*** Block opens ***

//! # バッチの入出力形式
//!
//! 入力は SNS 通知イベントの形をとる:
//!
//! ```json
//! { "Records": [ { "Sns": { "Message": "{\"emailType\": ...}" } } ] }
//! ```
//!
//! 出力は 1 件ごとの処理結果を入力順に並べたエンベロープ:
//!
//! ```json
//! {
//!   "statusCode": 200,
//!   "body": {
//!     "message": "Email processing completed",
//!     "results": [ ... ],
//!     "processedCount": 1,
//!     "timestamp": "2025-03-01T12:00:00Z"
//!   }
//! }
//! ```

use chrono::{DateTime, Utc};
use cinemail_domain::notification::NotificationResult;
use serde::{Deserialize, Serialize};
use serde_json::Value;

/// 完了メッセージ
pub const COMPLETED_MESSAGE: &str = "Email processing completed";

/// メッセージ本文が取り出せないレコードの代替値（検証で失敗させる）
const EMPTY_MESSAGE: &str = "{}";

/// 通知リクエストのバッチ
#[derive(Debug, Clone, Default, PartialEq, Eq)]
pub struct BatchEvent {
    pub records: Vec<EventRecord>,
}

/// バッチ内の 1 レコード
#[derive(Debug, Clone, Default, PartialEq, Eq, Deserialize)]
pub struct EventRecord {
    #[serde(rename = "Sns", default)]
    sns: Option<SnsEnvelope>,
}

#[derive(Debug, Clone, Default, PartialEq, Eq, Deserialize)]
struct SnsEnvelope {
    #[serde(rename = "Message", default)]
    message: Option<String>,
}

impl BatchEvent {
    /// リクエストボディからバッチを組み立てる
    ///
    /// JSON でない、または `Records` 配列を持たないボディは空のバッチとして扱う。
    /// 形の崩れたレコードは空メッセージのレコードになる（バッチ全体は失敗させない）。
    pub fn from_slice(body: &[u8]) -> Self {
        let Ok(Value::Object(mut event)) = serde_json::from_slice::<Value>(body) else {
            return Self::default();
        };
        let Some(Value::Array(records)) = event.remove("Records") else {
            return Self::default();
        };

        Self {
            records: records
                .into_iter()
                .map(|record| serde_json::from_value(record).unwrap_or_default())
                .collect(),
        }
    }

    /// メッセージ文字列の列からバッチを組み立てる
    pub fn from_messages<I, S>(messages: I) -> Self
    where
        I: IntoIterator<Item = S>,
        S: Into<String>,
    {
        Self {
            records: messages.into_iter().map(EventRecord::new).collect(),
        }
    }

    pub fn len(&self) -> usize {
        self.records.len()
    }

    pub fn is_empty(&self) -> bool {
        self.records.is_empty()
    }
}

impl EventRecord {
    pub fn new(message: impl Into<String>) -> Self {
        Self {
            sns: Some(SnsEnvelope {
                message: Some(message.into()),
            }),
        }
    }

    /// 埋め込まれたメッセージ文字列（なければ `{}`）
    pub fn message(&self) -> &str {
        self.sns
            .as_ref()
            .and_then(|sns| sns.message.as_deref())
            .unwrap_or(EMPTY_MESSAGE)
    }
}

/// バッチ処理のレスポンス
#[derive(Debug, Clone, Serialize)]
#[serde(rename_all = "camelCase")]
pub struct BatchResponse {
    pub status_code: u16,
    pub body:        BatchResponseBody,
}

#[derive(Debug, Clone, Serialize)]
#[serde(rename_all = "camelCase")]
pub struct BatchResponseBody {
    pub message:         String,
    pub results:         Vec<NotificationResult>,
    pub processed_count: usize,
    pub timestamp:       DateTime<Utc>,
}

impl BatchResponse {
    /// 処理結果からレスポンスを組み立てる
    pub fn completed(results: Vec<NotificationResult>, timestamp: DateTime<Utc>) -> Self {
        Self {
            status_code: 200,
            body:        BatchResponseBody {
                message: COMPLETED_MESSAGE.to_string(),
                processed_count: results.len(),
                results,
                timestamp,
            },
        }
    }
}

*** Block closes ***

# [WORK ORDER]
Copy every record shown above, exactly and completely.

# [OUTPUT FOR THIS EXERCISE]
//! # バッチの入出力形式
//!
//! 入力は SNS 通知イベントの形をとる:
//!
//! ```json
//! { "Records": [ { "Sns": { "Message": "{\"emailType\": ...}" } } ] }
//! ```
//!
//! 出力は 1 件ごとの処理結果を入力順に並べたエンベロープ:
//!
//! ```json
//! {
//!   "statusCode": 200,
//!   "body": {
//!     "message": "Email processing completed",
//!     "results": [ ... ],
//!     "processedCount": 1,
//!     "timestamp": "2025-03-01T12:00:00Z"
//!   }
//! }
//! ```

use chrono::{DateTime, Utc};
use cinemail_domain::notification::NotificationResult;
use serde::{Deserialize, Serialize};
use serde_json::Value;

/// 完了メッセージ
pub const COMPLETED_MESSAGE: &str = "Email processing completed";

/// メッセージ本文が取り出せないレコードの代替値（検証で失敗させる）
const EMPTY_MESSAGE: &str = "{}";

/// 通知リクエストのバッチ
#[derive(Debug, Clone, Default, PartialEq, Eq)]
pub struct BatchEvent {
    pub records: Vec<EventRecord>,
}

/// バッチ内の 1 レコード
#[derive(Debug, Clone, Default, PartialEq, Eq, Deserialize)]
pub struct EventRecord {
    #[serde(rename = "Sns", default)]
    sns: Option<SnsEnvelope>,
}

#[derive(Debug, Clone, Default, PartialEq, Eq, Deserialize)]
struct SnsEnvelope {
    #[serde(rename = "Message", default)]
    message: Option<String>,
}

impl BatchEvent {
    /// リクエストボディからバッチを組み立てる
    ///
    /// JSON でない、または `Records` 配列を持たないボディは空のバッチとして扱う。
    /// 形の崩れたレコードは空メッセージのレコードになる（バッチ全体は失敗させない）。
    pub fn from_slice(body: &[u8]) -> Self {
        let Ok(Value::Object(mut event)) = serde_json::from_slice::<Value>(body) else {
            return Self::default();
        };
        let Some(Value::Array(records)) = event.remove("Records") else {
            return Self::default();
        };

        Self {
            records: records
                .into_iter()
                .map(|record| serde_json::from_value(record).unwrap_or_default())
                .collect(),
        }
    }

    /// メッセージ文字列の列からバッチを組み立てる
    pub fn from_messages<I, S>(messages: I) -> Self
    where
        I: IntoIterator<Item = S>,
        S: Into<String>,
    {
        Self {
            records: messages.into_iter().map(EventRecord::new).collect(),
        }
    }

    pub fn len(&self) -> usize {
        self.records.len()
    }

    pub fn is_empty(&self) -> bool {
        self.records.is_empty()
    }
}

impl EventRecord {
    pub fn new(message: impl Into<String>) -> Self {
        Self {
            sns: Some(SnsEnvelope {
                message: Some(message.into()),
            }),
        }
    }

    /// 埋め込まれたメッセージ文字列（なければ `{}`）
    pub fn message(&self) -> &str {
        self.sns
            .as_ref()
            .and_then(|sns| sns.message.as_deref())
            .unwrap_or(EMPTY_MESSAGE)
    }
}

/// バッチ処理のレスポンス
#[derive(Debug, Clone, Serialize)]
#[serde(rename_all = "camelCase")]
pub struct BatchResponse {
    pub status_code: u16,
    pub body:        BatchResponseBody,
}

#[derive(Debug, Clone, Serialize)]
#[serde(rename_all = "camelCase")]
pub struct BatchResponseBody {
    pub message:         String,
    pub results:         Vec<NotificationResult>,
    pub processed_count: usize,
    pub timestamp:       DateTime<Utc>,
}

impl BatchResponse {
    /// 処理結果からレスポンスを組み立てる
    pub fn completed(results: Vec<NotificationResult>, timestamp: DateTime<Utc>) -> Self {
        Self {
            status_code: 200,
            body:        BatchResponseBody {
                message: COMPLETED_MESSAGE.to_string(),
                processed_count: results.len(),
                results,
                timestamp,
            },
        }
    }
}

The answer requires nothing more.